Comenzamos la ascensión a buen ritmo y parando poquito con la lluvia yendo y viniendo (al menos nos resguardaba del calor). Cuando parecía que la montaña se deshacía de los árboles que la cubrían, llegó la reina del lugar, la reina blanca. En Huangshan la niebla cubre las montañas dos de cada tres días. Llegamos a la cima en poco más de dos horas y nos acercamos en vano a los diferentes miradores. Lo único que alcanzábamos a ver era la espesa niebla. Empezó a cogerse la lluvia y estábamos sin lugar donde plantar la tienda, así que empapados, nos cobijamos en un hotel a dejar que amainara el temporal.
Dejó de llover pero la opaca niebla se había instalado y amenazaba con no irse, así que continuamos la búsqueda de un lugar donde dormir. Cuando la desesperación empezaba a tocarnos la espalda de manera insistente, vimos el sitio perfecto para acampar: Apartados de todo y en una zona de césped, resguardada de las miradas por unos muros de árboles. Montamos y nos metimos en nuestra cueva para entrar en calor.

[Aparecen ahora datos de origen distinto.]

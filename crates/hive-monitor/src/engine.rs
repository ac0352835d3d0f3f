//! Monitor — the orchestration loop.
//!
//! One pass refreshes the local records, then takes one decision per
//! object. Actions run in the background; their completion is reported
//! back over a channel and folded into the instance monitor on the next
//! pass.
//!
//! ```text
//! loop
//!   ├── fold action reports and scaler outcomes
//!   ├── node: frozen flag, node global expect
//!   ├── instances: refresh status, publish config checksums
//!   ├── gate: init → rejoin → idle, peers' datasets installed
//!   ├── per object
//!   │     adopt newer peer global expect
//!   │     drop a satisfied global expect
//!   │     abort on a terminal failure
//!   │     restart budget
//!   │     manual handler | auto policy | scaler
//!   ├── commit the local dataset, wake the heartbeat tx
//!   └── sleep until interval, merge wake, report or deadline
//! ```

use std::collections::{BTreeMap, BTreeSet, HashMap, HashSet};
use std::sync::Arc;
use std::time::{Duration, Instant};

use parking_lot::Mutex;
use tokio::sync::{Notify, Semaphore, mpsc, watch};
use tracing::{debug, info, warn};

use hive_state::{
    ClusterState, GlobalExpect, InstanceConfig, InstanceMonitor, InstanceStatus, LocalExpect, MonitorStatus,
    NodeGlobalExpect, NodeMonitorStatus, NodeName, NodeState, ObjectPath, Topology, instance_config_path,
    instance_status_path, smon_path, unix_now,
};

use crate::auto::{self, AutoContext, ObjectMemory, RestartPlan};
use crate::collaborators::{Action, ActionRunner, ConfigProvider, Freezer, StatusProvider};
use crate::config::{MonitorConfig, ObjectConfig};
use crate::error::MonitorResult;
use crate::manual;
use crate::require;
use crate::scaler::{self, ScalerJob, ScalerOutcome};
use crate::step::{Decision, Defer, Step};
use crate::view::{ObjectView, aggregate_path};

const REPORT_CAPACITY: usize = 256;

/// Completion of a background action.
#[derive(Debug, Clone)]
pub struct ActionReport {
    pub path: ObjectPath,
    pub action: Action,
    pub result: Result<(), String>,
}

/// Called after every local commit that produced a new generation.
pub type CommitHook = Arc<dyn Fn() + Send + Sync>;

Después de comer fuimos a dar una vuelta, un poco desesperanzados por la presencia omnipotente de la reina blanca y al rato de caminar, surgió la magia; como con una sonrisa pilla, la niebla muy despacito se fue alejando, destapando un paisaje alucinante de montañas que parecían pintadas en blanco y negro y perfiladas por la niebla que oscurecía las cordilleras dándoles profundidad con carboncillo.

La nota de color la daban riscos que recordaban a los de Zhangjiajie pero que los superaban en belleza a nuestros ojos. La golden hour, los teñía de un tono dorado, majestuosos y de una presencia irreal a la vista. 


Vimos atardecer mirando a las montañas. Disfrutando de la vista que se nos regalaba y agradeciendo a la niebla, no sólo por haberse ido de paseo sino por habernos permitido llenar la brevedad de la visibilidad, con la intensidad de lo que se sabe que es fugaz y caduco.

Amanecimos antes que el sol y subimos 200 metros de desnivel para coger sitio en el espectáculo del amanecer.
Por si alguien tenía todavía alguna duda, toda la montaña se sube y se baja con escaleras. Así que escaleras arriba en procesión, íbamos subiendo en busca del sol. 
Al llegar al mirador se nos cayó el alma a los pies: Parecía un centro comercial y no quedaba sitio ni en segunda fila. Nos apartamos un poco y conseguimos sitio en segundo plano. Todos mirábamos expectantes al horizonte viendo las montañas dormitando arropadas por una sábana de nubes, cuando volvió ella; la reina del lugar a fastidiarlo, o eso parecía, porque se alejó justo en el momento oportuno. Algunos habían perdido la fe y conseguíamos acercarnos al palco. 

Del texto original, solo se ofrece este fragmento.